I dreamt that I woke up in the middle of the night next to Mr. W, but that I’d lost all attraction for him and desire to be with him, so I got out of bed and despite his protests, left.
Somehow I ended up in bed, in a hotel room, lying on the dark-haired chest of someone else, filled with the cozy ease that only being secure about our future could bring. I looked up and it was the cheating ex I was lying with. I sat up in confusion. Was I back together with him? Why would I do that? Slowly, my senses came back to me and I “realized” that I was in a Vegas hotel room suite that somehow he and I had arranged to meet at. I told him that I’m too conflicted and confused right now to be there or to pursue anything with him and that I was leaving. He angrily packed up his stuff as well, even tho I thought it was his room and he was there for his own reasons. I picked up my things, came back to the bedroom area to get other things, and saw that he’d passive-aggressively put a photo of me on the coffee table that he was apparently leaving behind, as well as a piece of paper that he’d scrawled some lines of poetry on. The poetry was to the effect of how happy he was, how unbelievable it was, that the time for our reconciliation had arrived.

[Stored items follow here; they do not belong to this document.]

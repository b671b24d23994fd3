// ── Wireless peers ──
//
// The roster (who is associated, on which interface, in which role) is
// settled when the container is built. Signal levels, link uptime and
// CCQ are volatile: only their query recipes are kept in a `PeerRecord`,
// the values are read lazily and never cached.

use std::collections::HashMap;
use std::time::Duration;

use hamlink_api::{Oid, SnmpValue};
use serde::{Deserialize, Serialize};

use super::lazy::{FieldState, LazyValue};
use super::query::ValueQuery;
use super::source::FieldSource;
use crate::model::MacAddress;

#[derive(Debug, Clone, Default, PartialEq, Serialize, Deserialize)]
pub struct VolatileQueries {
    #[serde(default)]
    pub rx_signal: ValueQuery,
    #[serde(default)]
    pub tx_signal: ValueQuery,
    #[serde(default)]
    pub link_uptime: ValueQuery,
    #[serde(default)]
    pub ccq: ValueQuery,
}

/// Roster entry of one association; the cached form of a peer.
#[derive(Debug, Clone, PartialEq, Serialize, Deserialize)]
pub struct PeerRecord {
    pub remote_mac: MacAddress,
    pub interface_id: Option<u32>,
    /// Role of the local radio: `Some(true)` when it is the access point.
    pub is_access_point: Option<bool>,
    pub client_count: Option<u32>,
    #[serde(default)]
    pub queries: VolatileQueries,
}

/// Values of the volatile fields when they are known up front.
#[derive(Debug, Clone, Copy, Default, PartialEq)]
pub struct PeerValues {
    pub rx_signal: Option<f64>,
    pub tx_signal: Option<f64>,
    pub link_uptime: Option<Duration>,
    pub ccq: Option<f64>,
}

#[derive(Debug, Clone, PartialEq, Serialize)]
pub struct PeerSnapshot {
    pub remote_mac: MacAddress,
    pub interface_id: Option<u32>,
    pub is_access_point: Option<bool>,
    pub client_count: Option<u32>,
    pub rx_signal: f64,
    pub tx_signal: f64,
    pub link_uptime_secs: u64,
    pub ccq: Option<f64>,
}

#[derive(Debug)]
pub struct WirelessPeerInfo {
    record: PeerRecord,
    source: FieldSource,
    rx_signal: LazyValue<f64>,
    tx_signal: LazyValue<f64>,
    link_uptime: LazyValue<Duration>,
    ccq: LazyValue<f64>,
}

impl WirelessPeerInfo {
    pub fn new(source: FieldSource, record: PeerRecord) -> Self {
        Self {
            record,
            source,
            rx_signal: LazyValue::new(),
            tx_signal: LazyValue::new(),
            link_uptime: LazyValue::new(),
            ccq: LazyValue::new(),
        }
    }

    pub fn resolved(source: FieldSource, record: PeerRecord, values: PeerValues) -> Self {
        let peer = Self::new(source, record);
        peer.rx_signal.fill(values.rx_signal);
        peer.tx_signal.fill(values.tx_signal);
        peer.link_uptime.fill(values.link_uptime);
        peer.ccq.fill(values.ccq);
        peer
    }

    pub fn remote_mac(&self) -> MacAddress {
        self.record.remote_mac
    }

    pub fn interface_id(&self) -> Option<u32> {
        self.record.interface_id
    }

    pub fn is_access_point(&self) -> Option<bool> {
        self.record.is_access_point
    }

    pub fn client_count(&self) -> Option<u32> {
        self.record.client_count
    }

    pub fn record(&self) -> &PeerRecord {
        &self.record
    }

    /// Level received from the peer in dBm; NaN if unsupported.
    pub async fn rx_signal(&self) -> f64 {
        self.rx_signal
            .get_or_fetch(|| {
                self.source
                    .fetch("rx_signal", &self.record.queries.rx_signal, ValueQuery::decode_f64)
            })
            .await
            .copied()
            .unwrap_or(f64::NAN)
    }

    /// Level the peer receives from us in dBm; NaN if unsupported.
    pub async fn tx_signal(&self) -> f64 {
        self.tx_signal
            .get_or_fetch(|| {
                self.source
                    .fetch("tx_signal", &self.record.queries.tx_signal, ValueQuery::decode_f64)
            })
            .await
            .copied()
            .unwrap_or(f64::NAN)
    }

    /// `Duration::ZERO` if unsupported.
    pub async fn link_uptime(&self) -> Duration {
        self.link_uptime
            .get_or_fetch(|| {
                self.source.fetch(
                    "link_uptime",
                    &self.record.queries.link_uptime,
                    ValueQuery::decode_duration,
                )
            })
            .await
            .copied()
            .unwrap_or(Duration::ZERO)
    }

    pub async fn ccq(&self) -> Option<f64> {
        self.ccq
            .get_or_fetch(|| {
                self.source
                    .fetch("ccq", &self.record.queries.ccq, ValueQuery::decode_f64)
            })
            .await
            .copied()
    }

    pub fn rx_state(&self) -> FieldState<'_, f64> {
        self.rx_signal.state()
    }

    fn pending(&self) -> Vec<Oid> {
        let q = &self.record.queries;
        [
            (&self.rx_signal, &q.rx_signal),
            (&self.tx_signal, &q.tx_signal),
            (&self.ccq, &q.ccq),
        ]
        .into_iter()
        .filter(|(slot, _)| !slot.is_fetched())
        .flat_map(|(_, query)| query.oids())
        .chain(
            (!self.link_uptime.is_fetched())
                .then(|| q.link_uptime.oids())
                .into_iter()
                .flatten(),
        )
        .collect()
    }

    fn settle(&self, values: &HashMap<Oid, SnmpValue>) {
        let q = &self.record.queries;
        self.rx_signal.fill(q.rx_signal.decode_f64(values));
        self.tx_signal.fill(q.tx_signal.decode_f64(values));
        self.link_uptime.fill(q.link_uptime.decode_duration(values));
        self.ccq.fill(q.ccq.decode_f64(values));
    }

    pub async fn snapshot(&self) -> PeerSnapshot {
        PeerSnapshot {
            remote_mac: self.remote_mac(),
            interface_id: self.interface_id(),
            is_access_point: self.is_access_point(),
            client_count: self.client_count(),
            rx_signal: self.rx_signal().await,
            tx_signal: self.tx_signal().await,
            link_uptime_secs: self.link_uptime().await.as_secs(),
            ccq: self.ccq().await,
        }
    }
}

#[derive(Debug)]
pub struct WirelessPeerInfos {
    source: FieldSource,
    peers: Vec<WirelessPeerInfo>,
}

impl WirelessPeerInfos {
    pub fn new(source: FieldSource, peers: Vec<WirelessPeerInfo>) -> Self {
        Self { source, peers }
    }

    /// Rebuilds a roster from cached records; volatile fields are read
    /// live through `source`.
    pub fn from_records(source: FieldSource, records: Vec<PeerRecord>) -> Self {
        let peers = records
            .into_iter()
            .map(|record| WirelessPeerInfo::new(source.clone(), record))
            .collect();
        Self { source, peers }
    }

    pub fn source(&self) -> &FieldSource {
        &self.source
    }

    pub fn iter(&self) -> impl Iterator<Item = &WirelessPeerInfo> {
        self.peers.iter()
    }

    pub fn len(&self) -> usize {
        self.peers.len()
    }

    pub fn is_empty(&self) -> bool {
        self.peers.is_empty()
    }

    pub fn find_by_remote_mac(&self, mac: MacAddress) -> Option<&WirelessPeerInfo> {
        self.peers.iter().find(|p| p.remote_mac() == mac)
    }

    pub fn query_duration(&self) -> Duration {
        self.source.timer().total()
    }

    /// Settles every volatile field of every peer in batched requests.
    pub async fn force_evaluate_all(&self) {
        let oids: Vec<Oid> = self.peers.iter().flat_map(WirelessPeerInfo::pending).collect();
        let values = if oids.is_empty() {
            HashMap::new()
        } else {
            match self.source.values(&oids).await {
                Ok(values) => values,
                Err(e) => {
                    self.source.log_failure("wireless_peers", &e);
                    HashMap::new()
                }
            }
        };
        for peer in &self.peers {
            peer.settle(&values);
        }
    }

    pub fn records(&self) -> Vec<PeerRecord> {
        self.peers.iter().map(|p| p.record.clone()).collect()
    }

    pub async fn snapshots(&self) -> Vec<PeerSnapshot> {
        self.force_evaluate_all().await;
        let mut out = Vec::with_capacity(self.peers.len());
        for peer in &self.peers {
            out.push(peer.snapshot().await);
        }
        out
    }
}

He’d apparently written that when we made our plans to meet up, which event was not in my dream. Anyway, I left the room, he left behind me, and I exited into a parking garage. An Asian girl, one of his optometry school friends, I assumed, was coming up to meet up with him to hang out. I said hello and apologized for not being able to hang out with them as planned and bolted. I ran down three flights of spiral parking garage stairs but the ex and his friend, coming down a more direct side stair that I hadn’t noticed was there, ended up right next to me on the ground floor. I kept trying to run from them, to create a larger distance (even tho they were not chasing me), but I moved so slowly, as if I was chest-deep in a swimming pool. I realized the most effective way to move faster was to kick off against the ground at a diagonal, just like in water. So I did that and struggled my way into what appeared to be a restaurant.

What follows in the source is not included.